=== Begin Enclosure ===

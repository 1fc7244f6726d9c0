use std::time::Duration;

/// Randomized inter-action delay.
///
/// Every action is followed by a pause uniformly sampled in
/// `[min_delay, max_delay)`. The jitter is the point: evenly spaced
/// actions are what the target site's automation detection looks for, so
/// the sampling must stay random even when the bounds are tightened.
#[derive(Debug, Clone)]
pub struct PacingPolicy {
    /// Lower bound for the pause after an action.
    pub min_delay: Duration,
    /// Upper bound (exclusive) for the pause after an action.
    pub max_delay: Duration,
}

impl Default for PacingPolicy {
    fn default() -> Self {
        Self {
            min_delay: Duration::from_secs(30),
            max_delay: Duration::from_secs(60),
        }
    }
}

impl PacingPolicy {
    pub fn new(min_delay: Duration, max_delay: Duration) -> Self {
        Self {
            min_delay,
            max_delay: max_delay.max(min_delay),
        }
    }

    /// Sample the pause before the next action.
    pub fn next_delay(&self) -> Duration {
        let low = self.min_delay.as_millis() as f64;
        let high = self.max_delay.as_millis() as f64;
        if high <= low {
            return self.min_delay;
        }
        let sampled = rand::random::<f64>() * (high - low) + low;
        Duration::from_millis(sampled as u64)
    }
}

#[cfg(test)]
mod tests {
    use super::*;

    #[test]
    fn delay_stays_within_bounds() {
        let policy = PacingPolicy::new(Duration::from_millis(30), Duration::from_millis(60));
        for _ in 0..200 {
            let delay = policy.next_delay();
            assert!(delay >= Duration::from_millis(30));
            assert!(delay < Duration::from_millis(60));
        }
    }

    #[test]
    fn degenerate_bounds_collapse_to_min() {
        let policy = PacingPolicy::new(Duration::from_millis(10), Duration::from_millis(10));
        assert_eq!(policy.next_delay(), Duration::from_millis(10));
    }

    #[test]
    fn max_below_min_is_clamped() {
        let policy = PacingPolicy::new(Duration::from_millis(50), Duration::from_millis(10));
        assert_eq!(policy.max_delay, Duration::from_millis(50));
    }
}
//! Bridge protocol tests: a real WebSocket session against the gateway on
//! an ephemeral port, exercising ping/submit/getStatus/cancelAll and the
//! queueProgress pushes.

use std::sync::Arc;
use std::time::Duration;

use async_trait::async_trait;
use futures_util::StreamExt;
use serde_json::Value;
use tempfile::TempDir;
use tokio::net::TcpListener;
use tokio::sync::Semaphore;
use tokio_tungstenite::connect_async;
use tokio_tungstenite::tungstenite::Message;
use tokio_util::sync::CancellationToken;

use followbridge::actuator::{ActuationError, ActuationRequest};
use followbridge::client::BridgeClient;
use followbridge::gateway;
use followbridge::notify::Notifier;
use followbridge::queue::{
    ActionExecutor, ActionKind, EngineConfig, PacingPolicy, QueueEngine, QueueStore, SubmittedUser,
};

/// Executor that holds every action until the gate opens, so queue state
/// stays observable during the test.
struct GatedExecutor {
    gate: Arc<Semaphore>,
}

#[async_trait]
impl ActionExecutor for GatedExecutor {
    async fn execute(&self, _request: &ActuationRequest) -> Result<(), ActuationError> {
        let permit = self
            .gate
            .acquire()
            .await
            .map_err(|e| ActuationError::Page(e.to_string()))?;
        permit.forget();
        Ok(())
    }
}

struct TestBridge {
    addr: String,
    engine: Arc<QueueEngine>,
    cancel: CancellationToken,
    _dir: TempDir,
    gate: Arc<Semaphore>,
}

async fn start_bridge() -> TestBridge {
    let dir = TempDir::new().unwrap();
    let gate = Arc::new(Semaphore::new(0));
    let store = QueueStore::new(dir.path().join("queue.json"));
    let notifier = Notifier::default();
    let engine = QueueEngine::new(
        EngineConfig {
            retry_limit: 2,
            action_timeout: Duration::from_secs(5),
            pacing: PacingPolicy::new(Duration::from_millis(1), Duration::from_millis(3)),
        },
        store,
        Arc::new(GatedExecutor { gate: gate.clone() }),
        notifier.clone(),
    );

    let listener = TcpListener::bind("127.0.0.1:0").await.unwrap();
    let addr = listener.local_addr().unwrap().to_string();

    let cancel = CancellationToken::new();
    let serve_engine = Arc::clone(&engine);
    let serve_cancel = cancel.clone();
    tokio::spawn(async move {
        let _ = gateway::serve(listener, serve_engine, notifier, serve_cancel).await;
    });

    TestBridge {
        addr,
        engine,
        cancel,
        _dir: dir,
        gate,
    }
}

fn sample_users(names: &[&str]) -> Vec<SubmittedUser> {
    names
        .iter()
        .map(|name| SubmittedUser {
            username: name.to_string(),
            profile_url: None,
        })
        .collect()
}

#[tokio::test]
async fn ping_round_trip() {
    let bridge = start_bridge().await;
    let mut client = BridgeClient::connect(&bridge.addr).await.unwrap();

    let response = client.ping().await.unwrap();
    assert_eq!(response["type"], "pong");
    assert_eq!(response["success"], true);

    client.close().await;
    bridge.cancel.cancel();
}

#[tokio::test]
async fn submit_reports_queue_length_and_rejects_empty_batches() {
    let bridge = start_bridge().await;
    let mut client = BridgeClient::connect(&bridge.addr).await.unwrap();

    let response = client
        .submit(ActionKind::Unfollow, &sample_users(&["alice", "bob"]))
        .await
        .unwrap();
    assert_eq!(response["type"], "submitResult");
    assert_eq!(response["success"], true);
    assert_eq!(response["queueLength"], 2);
    assert_eq!(response["message"], "Added 2 users to unfollow queue");

    let response = client.submit(ActionKind::Follow, &[]).await.unwrap();
    assert_eq!(response["success"], false);
    assert_eq!(response["error"], "No users provided");

    // The rejected batch left the queue untouched.
    let status = client.status().await.unwrap();
    assert_eq!(status["queueLength"], 2);

    client.close().await;
    bridge.cancel.cancel();
}

#[tokio::test]
async fn status_reflects_queue_contents() {
    let bridge = start_bridge().await;
    let mut client = BridgeClient::connect(&bridge.addr).await.unwrap();

    client
        .submit(ActionKind::Follow, &sample_users(&["alice"]))
        .await
        .unwrap();

    let status = client.status().await.unwrap();
    assert_eq!(status["type"], "status");
    assert_eq!(status["success"], true);
    assert_eq!(status["queueLength"], 1);
    let item = &status["queue"][0];
    assert_eq!(item["username"], "alice");
    assert_eq!(item["action"], "follow");
    assert_eq!(item["profileUrl"], "https://www.instagram.com/alice/");

    client.close().await;
    bridge.cancel.cancel();
}

#[tokio::test]
async fn cancel_all_empties_the_queue() {
    let bridge = start_bridge().await;
    let mut client = BridgeClient::connect(&bridge.addr).await.unwrap();

    client
        .submit(ActionKind::Unfollow, &sample_users(&["alice", "bob"]))
        .await
        .unwrap();

    let response = client.cancel_all().await.unwrap();
    assert_eq!(response["type"], "cancelResult");
    assert_eq!(response["success"], true);
    assert_eq!(response["message"], "Queue cleared");

    let status = client.status().await.unwrap();
    assert_eq!(status["queueLength"], 0);
    assert_eq!(status["isProcessing"], false);

    client.close().await;
    bridge.cancel.cancel();
}

#[tokio::test]
async fn unknown_request_type_yields_error_frame() {
    let bridge = start_bridge().await;
    let mut client = BridgeClient::connect(&bridge.addr).await.unwrap();

    let response = client
        .request(serde_json::json!({ "type": "selfDestruct" }))
        .await
        .unwrap();
    assert_eq!(response["type"], "error");
    assert_eq!(response["success"], false);

    client.close().await;
    bridge.cancel.cancel();
}

#[tokio::test]
async fn observers_receive_queue_progress_pushes() {
    let bridge = start_bridge().await;

    // A raw observer connection: reads frames without issuing requests.
    let (mut observer, _) = connect_async(format!("ws://{}", bridge.addr))
        .await
        .unwrap();

    // Consume the hello frame first.
    let hello: Value = match observer.next().await.unwrap().unwrap() {
        Message::Text(text) => serde_json::from_str(text.as_str()).unwrap(),
        other => panic!("unexpected frame: {:?}", other),
    };
    assert_eq!(hello["type"], "hello");

    // A mutation through the engine must be pushed to the observer.
    bridge
        .engine
        .enqueue(ActionKind::Follow, sample_users(&["alice"]))
        .await
        .unwrap();

    let push = tokio::time::timeout(Duration::from_secs(5), async {
        loop {
            match observer.next().await.unwrap().unwrap() {
                Message::Text(text) => {
                    let frame: Value = serde_json::from_str(text.as_str()).unwrap();
                    if frame["type"] == "queueProgress" {
                        return frame;
                    }
                }
                _ => continue,
            }
        }
    })
    .await
    .unwrap();

    assert_eq!(push["queue"][0]["username"], "alice");
    assert_eq!(push["queue"][0]["status"], "pending");
    assert!(push["isProcessing"].is_boolean());

    bridge.gate.add_permits(16);
    bridge.cancel.cancel();
}
use std::path::{Path, PathBuf};

use anyhow::{Context, Result};
use tracing::{debug, warn};

use super::{ItemStatus, QueueItem};

/// Durable record of the action queue.
///
/// The whole ordered sequence is written as one JSON document after every
/// state-changing mutation and loaded wholesale at startup, so a process
/// restart loses at most the in-flight item's progress. Persistence is
/// best-effort: I/O failures are logged and swallowed, the in-memory queue
/// stays authoritative for the current process lifetime.
#[derive(Debug, Clone)]
pub struct QueueStore {
    path: PathBuf,
}

impl QueueStore {
    pub fn new(path: PathBuf) -> Self {
        Self { path }
    }

    pub fn path(&self) -> &Path {
        &self.path
    }

    /// Load the last-saved queue, or an empty one if none exists.
    ///
    /// Items found `processing` are rewritten to `pending`: they reflect a
    /// run that was interrupted mid-action, not genuine progress.
    pub fn load(&self) -> Vec<QueueItem> {
        match self.try_load() {
            Ok(items) => items,
            Err(err) => {
                warn!(path = %self.path.display(), error = %err, "Failed to load queue store, starting empty");
                Vec::new()
            }
        }
    }

    /// Persist the full ordered sequence. Errors are logged, never raised.
    pub fn save(&self, items: &[QueueItem]) {
        if let Err(err) = self.try_save(items) {
            warn!(path = %self.path.display(), error = %err, "Failed to persist queue");
        }
    }

    fn try_load(&self) -> Result<Vec<QueueItem>> {
        if !self.path.exists() {
            return Ok(Vec::new());
        }

        let content = std::fs::read_to_string(&self.path)
            .with_context(|| format!("Failed to read {}", self.path.display()))?;
        let mut items: Vec<QueueItem> = serde_json::from_str(&content)
            .with_context(|| format!("Failed to parse {}", self.path.display()))?;

        for item in &mut items {
            if item.status == ItemStatus::Processing {
                debug!(username = %item.username, "Rewriting interrupted item to pending");
                item.status = ItemStatus::Pending;
            }
        }
        Ok(items)
    }

    fn try_save(&self, items: &[QueueItem]) -> Result<()> {
        if let Some(parent) = self.path.parent() {
            std::fs::create_dir_all(parent)
                .with_context(|| format!("Failed to create {}", parent.display()))?;
        }

        // Write-then-rename so a crash mid-write never clobbers the record.
        let tmp = self.path.with_extension("json.tmp");
        let content = serde_json::to_string_pretty(items).context("Failed to serialize queue")?;
        std::fs::write(&tmp, content)
            .with_context(|| format!("Failed to write {}", tmp.display()))?;
        std::fs::rename(&tmp, &self.path)
            .with_context(|| format!("Failed to replace {}", self.path.display()))?;
        Ok(())
    }
}

#[cfg(test)]
mod tests {
    use super::*;
    use crate::queue::{ActionKind, profile_url_for};
    use tempfile::TempDir;

    fn item(username: &str, action: ActionKind) -> QueueItem {
        QueueItem::new(username.to_string(), profile_url_for(username), action)
    }

    #[test]
    fn missing_file_loads_empty() {
        let dir = TempDir::new().unwrap();
        let store = QueueStore::new(dir.path().join("queue.json"));
        assert!(store.load().is_empty());
    }

    #[test]
    fn save_and_load_preserves_order() {
        let dir = TempDir::new().unwrap();
        let store = QueueStore::new(dir.path().join("queue.json"));

        let items = vec![
            item("alice", ActionKind::Follow),
            item("bob", ActionKind::Unfollow),
            item("carol", ActionKind::Follow),
        ];
        store.save(&items);

        let loaded = store.load();
        let names: Vec<_> = loaded.iter().map(|i| i.username.as_str()).collect();
        assert_eq!(names, vec!["alice", "bob", "carol"]);
        assert_eq!(loaded[1].action, ActionKind::Unfollow);
    }

    #[test]
    fn interrupted_processing_item_loads_as_pending() {
        let dir = TempDir::new().unwrap();
        let store = QueueStore::new(dir.path().join("queue.json"));

        let mut interrupted = item("alice", ActionKind::Follow);
        interrupted.status = ItemStatus::Processing;
        store.save(&[interrupted]);

        let loaded = store.load();
        assert_eq!(loaded.len(), 1);
        assert_eq!(loaded[0].status, ItemStatus::Pending);
    }

    #[test]
    fn corrupt_record_loads_empty() {
        let dir = TempDir::new().unwrap();
        let path = dir.path().join("queue.json");
        std::fs::write(&path, "not json {").unwrap();

        let store = QueueStore::new(path);
        assert!(store.load().is_empty());
    }

    #[test]
    fn save_creates_parent_directories() {
        let dir = TempDir::new().unwrap();
        let store = QueueStore::new(dir.path().join("nested").join("queue.json"));
        store.save(&[item("alice", ActionKind::Follow)]);
        assert_eq!(store.load().len(), 1);
    }
}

=== End Enclosure ===

List all lines in the material containing the string "Semaphore".

use tokio::sync::Semaphore;
    gate: Arc<Semaphore>,
    gate: Arc<Semaphore>,
    let gate = Arc::new(Semaphore::new(0));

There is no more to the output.